Inspirado no Regulamento Geral de Proteção de Dados da União Europeia (GDPR), em vigor desde 25 de maio de 2018, o projeto prevê que qualquer empresa que recolha e processe dados pessoais (como nome, endereço, email, dentre outros) obtidos tanto por meio eletrônico como físico, precisa do consentimento do titular do dado, e em caso de crianças, o consentimento deve ser dado pelos pais ou responsáveis legais. Além disso, o projeto garante ao titular o direito de  acessar suas  informações que foram coletadas e retificá-las, obriga também as empresas a informarem imediatamente caso haja vazamento destes dados e prevê a criação de um órgão regulador.

Veja abaixo, quadro com os principais aspectos da PLC 53/2018.

Entenda o marco legal de proteção de dados1

Estrutura

* O PLC 53/2018 tem 65 artigos, distribuídos em 10 Capítulos. O texto foi inspirado fortemente em linhas específicas da regulação europeia que entrou em vigor no dia 25 de maio deste ano, o Regulamento Geral de Proteção de Dados (GDPR, em sua sigla em inglês)

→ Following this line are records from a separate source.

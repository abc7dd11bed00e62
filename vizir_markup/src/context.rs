// Copyright 2025 the VizIR Authors
// SPDX-License-Identifier: Apache-2.0 OR MIT

//! Resolution options and the per-pass builder context.

use core::cell::RefCell;

use serde::{Deserialize, Serialize};

use crate::attribute::AttributeValue;
use crate::dom::Element;
use crate::error::{AttributeError, Diagnostic};

/// What happens when a mark's attributes match none of its supported shapes.
#[derive(Clone, Copy, Debug, Default, PartialEq, Eq, Hash, Serialize, Deserialize)]
#[serde(rename_all = "snake_case")]
pub enum UnmatchedShapePolicy {
    /// Contribute no content, silently.
    Ignore,
    /// Contribute no content and record [`Diagnostic::NoMatchingShape`].
    #[default]
    Report,
}

/// Options for one resolution pass.
#[derive(Clone, Debug, PartialEq, Eq, Serialize, Deserialize)]
#[serde(default)]
pub struct ResolveOptions {
    /// Handling of marks with no matching shape.
    pub unmatched_shape: UnmatchedShapePolicy,
    /// Keep unknown elements as `Unsupported` placeholders instead of dropping them.
    pub keep_unsupported: bool,
    /// Log each diagnostic with `tracing::warn!` as it is recorded.
    pub log_diagnostics: bool,
}

impl Default for ResolveOptions {
    fn default() -> Self {
        Self {
            unmatched_shape: UnmatchedShapePolicy::Report,
            keep_unsupported: true,
            log_diagnostics: true,
        }
    }
}

impl ResolveOptions {
    /// Creates the default options.
    pub fn new() -> Self {
        Self::default()
    }

    /// Sets the unmatched-shape policy.
    pub fn with_unmatched_shape(mut self, policy: UnmatchedShapePolicy) -> Self {
        self.unmatched_shape = policy;
        self
    }

    /// Sets whether unknown elements are kept as placeholders.
    pub fn with_keep_unsupported(mut self, keep: bool) -> Self {
        self.keep_unsupported = keep;
        self
    }

    /// Sets whether diagnostics are logged as they are recorded.
    pub fn with_log_diagnostics(mut self, log: bool) -> Self {
        self.log_diagnostics = log;
        self
    }
}

/// A resolved value and the diagnostics recorded while resolving it.
#[derive(Clone, Debug, PartialEq)]
pub struct Resolved<T> {
    /// The resolved value.
    pub value: T,
    /// Diagnostics, in the order they were recorded.
    pub diagnostics: Vec<Diagnostic>,
}

impl<T> Resolved<T> {
    /// Returns `true` if no diagnostics were recorded.
    pub fn is_clean(&self) -> bool {
        self.diagnostics.is_empty()
    }
}

/// State shared by every builder during one resolution pass.
///
/// Nested resolution (template content, masks, axis content) reuses the same context, so all
/// diagnostics of a pass end up in one list.
#[derive(Debug)]
pub(crate) struct BuilderContext<'a> {
    options: &'a ResolveOptions,
    diagnostics: RefCell<Vec<Diagnostic>>,
}

impl<'a> BuilderContext<'a> {
    pub(crate) fn new(options: &'a ResolveOptions) -> Self {
        Self {
            options,
            diagnostics: RefCell::new(Vec::new()),
        }
    }

    pub(crate) fn options(&self) -> &ResolveOptions {
        self.options
    }

    pub(crate) fn report(&self, diagnostic: Diagnostic) {
        if self.options.log_diagnostics {
            tracing::warn!(%diagnostic, "markup diagnostic");
        }
        self.diagnostics.borrow_mut().push(diagnostic);
    }

    pub(crate) fn finish<T>(self, value: T) -> Resolved<T> {
        Resolved {
            value,
            diagnostics: self.diagnostics.into_inner(),
        }
    }

    /// Decodes an optional attribute.
    ///
    /// Absent attributes yield `None`. Present but invalid attributes yield `None` and record
    /// [`Diagnostic::InvalidAttribute`].
    pub(crate) fn attribute<T: AttributeValue>(&self, element: &Element, name: &str) -> Option<T> {
        let raw = element.attribute(name)?;
        match T::parse(raw) {
            Ok(value) => Some(value),
            Err(err) => {
                self.invalid_attribute(element, name, &err);
                None
            }
        }
    }

    /// Decodes an attribute, falling back to `default` when absent or invalid.
    pub(crate) fn attribute_or<T: AttributeValue>(
        &self,
        element: &Element,
        name: &str,
        default: T,
    ) -> T {
        self.attribute(element, name).unwrap_or(default)
    }

    pub(crate) fn invalid_attribute(&self, element: &Element, name: &str, err: &AttributeError) {
        self.report(Diagnostic::InvalidAttribute {
            tag: element.tag.clone(),
            attribute: name.to_owned(),
            message: err.to_string(),
        });
    }
}

#[cfg(test)]
mod tests {
    use super::*;
    use vizir_charts::MarkDimension;

    #[test]
    fn options_deserialize_with_defaults_for_missing_fields() {
        let options: ResolveOptions =
            serde_json::from_str(r#"{"unmatched_shape":"ignore"}"#).unwrap();
        assert_eq!(options.unmatched_shape, UnmatchedShapePolicy::Ignore);
        assert!(options.keep_unsupported);
        assert!(options.log_diagnostics);
    }

    #[test]
    fn invalid_attributes_record_a_diagnostic_and_fall_back() {
        let options = ResolveOptions::new().with_log_diagnostics(false);
        let ctx = BuilderContext::new(&options);
        let element = Element::new("BarMark").with_attribute("width", "wide");

        let width = ctx.attribute_or(&element, "width", MarkDimension::Automatic);
        let height: Option<MarkDimension> = ctx.attribute(&element, "height");

        assert_eq!(width, MarkDimension::Automatic);
        assert_eq!(height, None);
        let resolved = ctx.finish(());
        assert_eq!(resolved.diagnostics.len(), 1);
        assert!(matches!(
            &resolved.diagnostics[0],
            Diagnostic::InvalidAttribute { attribute, .. } if attribute == "width"
        ));
    }
}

Hipóteses para o tratamento de dados

* Com o consentimento do titular;
* Para o cumprimento de obrigação legal ou regulatória pelo responsável pelo tratamento;
* Pela administração pública, para o tratamento e uso compartilhado de dados necessários à execução de políticas públicas;
* Para a realização de estudos por órgão de pesquisa, sem a individualização da pessoa;
* Para a proteção da vida ou da incolumidade física do titular ou de terceiro;
* Para a tutela da saúde, com procedimento realizado por profissionais da área da saúde ou por entidades sanitárias;
* Para a execução de um contrato ou de procedimentos preliminares relacionados a um contrato do qual é parte o titular quando a seu pedido;
* Para pleitos em processos judicial, administrativo ou arbitral;
* Para a proteção do crédito, nos termos do Código de Defesa do Consumidor.

Abrangência

* Quaisquer dados, como nome, endereço, e-mail, idade, estado civil e situação patrimonial, obtido em qualquer tipo de suporte (papel, eletrônico, informático, som e imagem, etc).

Contratos de adesão

* Nos casos de contratos de adesão, quando o tratamento de dados pessoais for condição para o fornecimento de produto ou de serviço, o titular deverá ser informado com destaque sobre isso.

Dados sensíveis

* O texto traz o conceito de dados sensíveis, que recebem tratamento diferenciado: sobre origem racial ou étnica; convicções religiosas; opiniões políticas; filiação a sindicatos ou a organizações de caráter religioso, filosófico ou político; dados referentes à saúde ou à vida sexual; e dados genéticos ou biométricos quando vinculados a uma pessoa natural.

Vacatio legis

* As novas regras só passarão a viger depois de um ano e meio da publicação da lei para que órgãos, empresas e entidades se adaptem.

Autoridade Nacional de Proteção de Dados (ANPD)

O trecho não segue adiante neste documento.